By the time we have worked through the flashback, we know who gets accepted for the expedition, and have begun to know what life is like on the giant spaceship, which resembles an enclosed metal stadium with lots of corridors and cabins. The story develops interesting wrinkles. Mickey 17 is mistakenly thought to have died in the cave and a Mickey 18 appears to crowd the scene. Mickey’s girlfriend, Nasha (Naomi Ackie), rather likes the idea of having two versions of him, but the Mickeys hate each other and fight constantly. There is an eerie visual moment when we see both of them stripped to the waist with a number written in red on their chests – as if they were identical animals with only signs to distinguish them. The rules of the world they live in ban the very existence of such ‘multiples’, although the story is told of a man who managed to keep three selves on the go at once. This allowed him to commit crimes and go free, since one of his incarnations always had the alibi another one needed. In the end the Mickeys stop quarrelling and become part of Nasha’s attempt to help the natives of the planet Niflheim, where Marshall means to exercise sole rule.

These natives are called creepers, but they don’t really creep, they scramble and squat. They are not human, and at first look like a science fiction cliché: creatures that are somewhere between bears and reptiles, covered with more hair than we can believe and more feet than we can count. The sense of cliché soon slips away because, within the film’s context, they are too real, and they mean no harm – they have already saved a human they might be thought to have wanted to devour. They can talk too, although their talk sounds like growling. One of the scientists onboard the ship has invented a device that will translate these growls into English, and conversely, the speech of the travellers into the appropriate growl. Peaceful chats ensue and Marshall’s attempt to exterminate all the natives leads to his death.

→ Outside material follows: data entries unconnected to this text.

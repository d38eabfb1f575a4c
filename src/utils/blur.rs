//! Separable Gaussian smoothing on 8-bit grayscale buffers

/// How pixels outside the image are synthesised
#[derive(Debug, Clone, Copy, PartialEq, Eq)]
pub enum Border {
    /// `aaa|abcd|ddd`
    Replicate,
    /// `cb|abcd|cb`, edge pixel not repeated
    Reflect101,
}

/// Sigma used when a kernel is requested without one
pub fn default_sigma(size: usize) -> f32 {
    0.3 * ((size as f32 - 1.0) * 0.5 - 1.0) + 0.8
}

/// Build a normalized 1-D Gaussian kernel of odd `size`.
///
/// With `sigma <= 0` the small sizes use the binomial kernels (1-2-1,
/// 1-4-6-4-1, ...) and larger sizes derive sigma from the size.
pub fn gaussian_kernel(size: usize, sigma: f32) -> Vec<f32> {
    let size = size.max(1);
    if sigma <= 0.0 {
        match size {
            1 => return vec![1.0],
            3 => return vec![0.25, 0.5, 0.25],
            5 => return vec![0.0625, 0.25, 0.375, 0.25, 0.0625],
            7 => {
                return vec![
                    0.03125, 0.109375, 0.21875, 0.28125, 0.21875, 0.109375, 0.03125,
                ];
            }
            _ => {}
        }
    }

    let sigma = if sigma > 0.0 { sigma } else { default_sigma(size) };
    let center = (size as f32 - 1.0) * 0.5;
    let scale = -0.5 / (sigma * sigma);
    let mut kernel: Vec<f32> = (0..size)
        .map(|i| {
            let d = i as f32 - center;
            (scale * d * d).exp()
        })
        .collect();
    let sum: f32 = kernel.iter().sum();
    for k in &mut kernel {
        *k /= sum;
    }
    kernel
}

#[inline]
fn border_index(i: isize, n: usize, border: Border) -> usize {
    if n == 1 {
        return 0;
    }
    let last = n as isize - 1;
    match border {
        Border::Replicate => i.clamp(0, last) as usize,
        Border::Reflect101 => {
            let mut i = i;
            while i < 0 || i > last {
                if i < 0 {
                    i = -i;
                }
                if i > last {
                    i = 2 * last - i;
                }
            }
            i as usize
        }
    }
}

/// Gaussian blur with a square `ksize` window.
///
/// Runs a horizontal pass into a float scratch buffer then a vertical pass,
/// rounding back to `u8`. Returns a new buffer; `gray` is left untouched.
pub fn gaussian_blur(
    gray: &[u8],
    width: usize,
    height: usize,
    ksize: usize,
    sigma: f32,
    border: Border,
) -> Vec<u8> {
    if width == 0 || height == 0 {
        return Vec::new();
    }
    let kernel = gaussian_kernel(ksize, sigma);
    let radius = (kernel.len() / 2) as isize;

    let mut horizontal = vec![0f32; width * height];
    for y in 0..height {
        let row = &gray[y * width..(y + 1) * width];
        let out = &mut horizontal[y * width..(y + 1) * width];
        for (x, slot) in out.iter_mut().enumerate() {
            let mut acc = 0f32;
            for (k, &w) in kernel.iter().enumerate() {
                let sx = border_index(x as isize + k as isize - radius, width, border);
                acc += w * row[sx] as f32;
            }
            *slot = acc;
        }
    }

    let mut result = vec![0u8; width * height];
    for y in 0..height {
        for x in 0..width {
            let mut acc = 0f32;
            for (k, &w) in kernel.iter().enumerate() {
                let sy = border_index(y as isize + k as isize - radius, height, border);
                acc += w * horizontal[sy * width + x];
            }
            result[y * width + x] = acc.round().clamp(0.0, 255.0) as u8;
        }
    }
    result
}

His one death. Will the Expendables continue to migrate from life to life as before? Are they really migrating or are they different people with the same names? People keep asking Mickey what it is like to die. He can’t really answer except to assert that it is scary and nasty and that there is no comfort in it. He’s saying, among other things, that the idea of a return to life is not part of the process, but then how are we to understand the novel’s first sentence and Mickey’s behaviour throughout the movie? What would happen if we called reprinting something else, and in what sense are ‘multiples’ the same person?

Bong is as interested in these questions as Ashton is, more so perhaps if we acknowledge his change of the novel’s seven lives to seventeen, and the film interrogates an imagined preference for reincarnation. Wouldn’t we all like to come back from our several deaths? Aren’t religions built on the concepts of avatar and resurrection? In Mickey 17 the chance of living again is linked to a form of slavery. The film itself ends with marks on a board rather than a photographed human scene, letters and numbers offered as a visual tribute to mortal singularity. The board shows the letters and numbers MICKEY 18. Then 18 turns to 17, before 17 turns, slot by slot, into B-A-R-N-E-S. The name lingers on the screen: MICKEY BARNES. The only one. Except, of course, that name is quite common. We may have to start thinking again.